Me and Earl and the Dying Girl

I have no idea how to write this review. I don’t even know how to start it. I could say that Me and Earl and the Dying Girl was directed by Alfonso Gomez-Rejon, and that the screenplay was written by Jesse Andrews, and it’s based on a novel by Jesse Andrews. I’m guessing they’re the same person. I mean what are the odds that there are two people, both named Jesse Andrews, one of whom wrote the novel, and the other the screenplay? I’d say the odds are a billion to one, at least!

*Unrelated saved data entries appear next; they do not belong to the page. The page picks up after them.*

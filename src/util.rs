//! Index arithmetic for a complete binary tree laid out level by level in a
//! slice: the root lives at `0` and the `k`-th level occupies
//! `[2^k - 1, 2^(k+1) - 2]`.

/// Index of the parent of the node at `idx`, or `None` for the root.
pub(crate) fn parent(idx: usize) -> Option<usize> {
    idx.checked_sub(1).map(|i| i / 2)
}

pub(crate) fn left(idx: usize) -> usize {
    2 * idx + 1
}

pub(crate) fn right(idx: usize) -> usize {
    2 * idx + 2
}

/// A node is a leaf when its left child would fall outside the first `len` slots.
pub(crate) fn is_leaf(idx: usize, len: usize) -> bool {
    left(idx) >= len
}

/// Whether every node in `data` is at least as large as each of its children.
#[cfg(test)]
pub(crate) fn is_max_heap<T: Ord>(data: &[T]) -> bool {
    (0..data.len()).all(|i| {
        [left(i), right(i)]
            .iter()
            .filter_map(|&child| data.get(child))
            .all(|child| data[i] >= *child)
    })
}
#![warn(clippy::all, rust_2018_idioms)]

pub mod error;
pub mod history;
pub mod observer;
pub mod shape;

pub use error::{ConfigError, ConfigResult};
pub use history::{DrawingPaths, HistoryConfig, HistoryStore, RedoPolicy};
pub use observer::{ChangeObserver, LoggingObserver, ObserverId, SurfaceId};
pub use shape::{Shape, ShapeBuilder, ShapeKind, ShapeRef};
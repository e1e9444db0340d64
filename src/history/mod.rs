mod config;
mod store;

pub use config::{HistoryConfig, RedoPolicy};
pub use store::HistoryStore;

/// Borrowed view of both history sequences, most recent entry last
pub struct DrawingPaths<'a, U> {
    undoable: &'a [U],
    redoable: &'a [U],
}

// Manual impls so the view stays Copy for any unit type
impl<U> Clone for DrawingPaths<'_, U> {
    fn clone(&self) -> Self {
        *self
    }
}

impl<U> Copy for DrawingPaths<'_, U> {}

impl<U: std::fmt::Debug> std::fmt::Debug for DrawingPaths<'_, U> {
    fn fmt(&self, f: &mut std::fmt::Formatter<'_>) -> std::fmt::Result {
        f.debug_struct("DrawingPaths")
            .field("undoable", &self.undoable)
            .field("redoable", &self.redoable)
            .finish()
    }
}

impl<'a, U> DrawingPaths<'a, U> {
    pub fn new(undoable: &'a [U], redoable: &'a [U]) -> Self {
        Self { undoable, redoable }
    }

    /// Units currently applied to the canvas, in drawing order
    pub fn undoable(&self) -> &'a [U] {
        self.undoable
    }

    /// Units that were undone, most recently undone last
    pub fn redoable(&self) -> &'a [U] {
        self.redoable
    }

    /// The unit an undo would act on
    pub fn last_visible(&self) -> Option<&'a U> {
        self.undoable.last()
    }
}
use thiserror::Error;

/// Errors that can occur while loading a history configuration
#[derive(Debug, Error)]
pub enum ConfigError {
    #[error("Failed to parse history config: {0}")]
    Parse(#[from] serde_json::Error),

    #[error("Failed to read history config: {0}")]
    Read(#[from] std::io::Error),
}

/// Result type for configuration operations
pub type ConfigResult<T> = Result<T, ConfigError>;
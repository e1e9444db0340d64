use serde::{Deserialize, Serialize};
use std::fs;
use std::path::Path;

use crate::error::ConfigResult;

/// What recording a new unit does to units that were undone before it
#[derive(Debug, Clone, Copy, Default, PartialEq, Eq, Serialize, Deserialize)]
#[serde(rename_all = "snake_case")]
pub enum RedoPolicy {
    /// Undone units stay redoable after a new recording
    #[default]
    Preserve,
    /// A new recording empties the redo sequence first
    DiscardOnRecord,
}

/// Tunables for a [`HistoryStore`](super::HistoryStore)
#[derive(Debug, Clone, Default, PartialEq, Eq, Serialize, Deserialize)]
#[serde(default, deny_unknown_fields)] // missing fields fall back to defaults
pub struct HistoryConfig {
    pub redo_policy: RedoPolicy,
}

impl HistoryConfig {
    /// Parse a config from its JSON form
    pub fn from_json(json: &str) -> ConfigResult<Self> {
        Ok(serde_json::from_str(json)?)
    }

    /// Read and parse a JSON config file
    pub fn load(path: impl AsRef<Path>) -> ConfigResult<Self> {
        let json = fs::read_to_string(path)?;
        Self::from_json(&json)
    }

    pub fn to_json(&self) -> ConfigResult<String> {
        Ok(serde_json::to_string_pretty(self)?)
    }
}
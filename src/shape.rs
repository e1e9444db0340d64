use egui::{Color32, Pos2, Rect};
use std::sync::Arc;

/// Padding added around a shape's points when computing its dirty region
pub const SHAPE_BOUNDS_PADDING: f32 = 2.0;

/// The geometric kind of a drawn unit
#[derive(Debug, Clone, Copy, PartialEq, Eq)]
pub enum ShapeKind {
    /// Freehand path through every captured point
    Brush,
    Line,
    Oval,
    Rectangle,
    Arrow,
}

impl ShapeKind {
    /// Fewest points a finished shape of this kind can have
    pub fn min_points(&self) -> usize {
        match self {
            ShapeKind::Brush => 1,
            _ => 2,
        }
    }
}

// Immutable once built, shared between history and renderer
#[derive(Debug, Clone, PartialEq)]
pub struct Shape {
    kind: ShapeKind,
    points: Vec<Pos2>,
    color: Color32,
    width: f32,
    eraser: bool,
}

/// Reference-counted shape, the unit stored in a drawing history
pub type ShapeRef = Arc<Shape>;

impl Shape {
    pub fn new(kind: ShapeKind, color: Color32, width: f32, points: Vec<Pos2>) -> Self {
        Self {
            kind,
            points,
            color,
            width,
            eraser: false,
        }
    }

    /// An eraser pass; the renderer clears instead of painting
    pub fn eraser(width: f32, points: Vec<Pos2>) -> Self {
        Self {
            kind: ShapeKind::Brush,
            points,
            color: Color32::TRANSPARENT,
            width,
            eraser: true,
        }
    }

    pub fn into_ref(self) -> ShapeRef {
        Arc::new(self)
    }

    pub fn kind(&self) -> ShapeKind {
        self.kind
    }

    pub fn points(&self) -> &[Pos2] {
        &self.points
    }

    pub fn color(&self) -> Color32 {
        self.color
    }

    pub fn width(&self) -> f32 {
        self.width
    }

    pub fn is_eraser(&self) -> bool {
        self.eraser
    }

    /// Region the renderer has to repaint when this shape appears or disappears
    pub fn bounds(&self) -> Rect {
        if self.points.is_empty() {
            return Rect::NOTHING;
        }
        Rect::from_points(&self.points).expand(self.width / 2.0 + SHAPE_BOUNDS_PADDING)
    }
}

/// Accumulates points of an in-progress gesture into a [`Shape`]
#[derive(Debug, Clone)]
pub struct ShapeBuilder {
    kind: ShapeKind,
    points: Vec<Pos2>,
    color: Color32,
    width: f32,
}

impl ShapeBuilder {
    pub fn new(kind: ShapeKind, color: Color32, width: f32) -> Self {
        Self {
            kind,
            points: Vec::new(),
            color,
            width,
        }
    }

    /// Add a captured point. Non-brush shapes only keep the start and the latest point.
    pub fn add_point(&mut self, point: Pos2) {
        if self.kind != ShapeKind::Brush && self.points.len() == 2 {
            self.points[1] = point;
        } else {
            self.points.push(point);
        }
    }

    pub fn points(&self) -> &[Pos2] {
        &self.points
    }

    /// Finish the gesture. Returns None if too few points were captured.
    pub fn finish(self) -> Option<ShapeRef> {
        if self.points.len() < self.kind.min_points() {
            log::debug!(
                "Dropping {:?} gesture with {} points",
                self.kind,
                self.points.len()
            );
            return None;
        }
        Some(Shape::new(self.kind, self.color, self.width, self.points).into_ref())
    }
}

I have no idea what I’m doing. All right, look. I’ll just start.

The part where I start the review.

Greg Gaines (Thomas Mann) is a high school senior, who somehow managed to make it thus far in life with the bare minimum of emotional attachments. He refers to Earl (R.J. Cyler) as his “co-worker.” They don’t have jobs–they make films. To be precise: they take classic movies, and put their own spin on them (bonus points for each reference you catch).

The part where I watch Greg meet the dying girl.

Greg’s parents (Connie Britton, Nick Offerman) coerce him into contacting Rachel, (Olivia Cooke) a girl he barely knows, because this girl has been diagnosed as having leukemia. This is the last thing in the world Greg wants, since he has no desire to leave his comfort zone.

Greg is the narrator of the movie, and to say that he is unreliable would be an understatement. The things he says are often contradicted by his actions, or by other characters. After reading the book and watching the movie, I believe that Greg and Earl are friends, and that Greg became friends with Rachel. At the very least, they were friendly to one another.

The part where I get myself into trouble.

In one review of the novel I saw on YouTube, Rachel was catagorized as a Manic Pixie Dream Girl; I don’t totally agree with this. She meets some, but not all of the criteria. She is not at all “bubbly.” She isn’t overly girly either. Earl points out that her room isn’t pink, nor are there any Hello Kitty posters on the wall.

Greg isn’t romantically interested in Rachel, nor she in him. He has a thing for her friend Madison, who is played in film by Katherine C. Hughes. If anyone fits the description of a MPDG, it’s her. She is bubbly, girly, and all that jazz.

If anything, Rachel is an example of the “Ill Girl” trope. She encourages Greg from the sidelines, while bravely accepting her fate. The thing is: none of this really bothers me. What does bother me is the possibility that Earl is an example of the “Magical Negro” trope. But enough with the controversial stuff.

The part where Werner Herzog discusses the films of Greg and Earl.

Greg Gaines and Earl Jackson are filmmakers from Pittsburgh, Pennsylvania. The films they make are pastiches–they are not “Sweded”–that is something altogether different. These talented young men transformed Martin Scorsese’s seminal work, Mean Streets, into a genre defining piece called Grumpy Cul de Sacs. Notice the non-traditional plural of the title. It’s that sort of attention to detail (or lack thereof) that make Gaines and Jackson stand out amongst their rivals, of which there are none.

I am honored and humbled that one of my films–My Best Friend–has been re-envisioned by Gaines and Jackson as My Best Actor is also a Raving Lunatic. Greg’s father proudly proclaims this film as his favorite entry in the Gaines/Jackson oeuvre. Who am I to argue with such a keen judge of cinematic excellence?

The part where I admit this was a bad idea, and try to get out alive.

I first heard about Me and Earl and the Dying Girl after the film won a sledload of awards at Sundance. Knowing that I wouldn’t see the film for quite a while, I read the novel. While reading it, I could easily picture it as a movie. What I didn’t know at the time was how wonderful the film would be.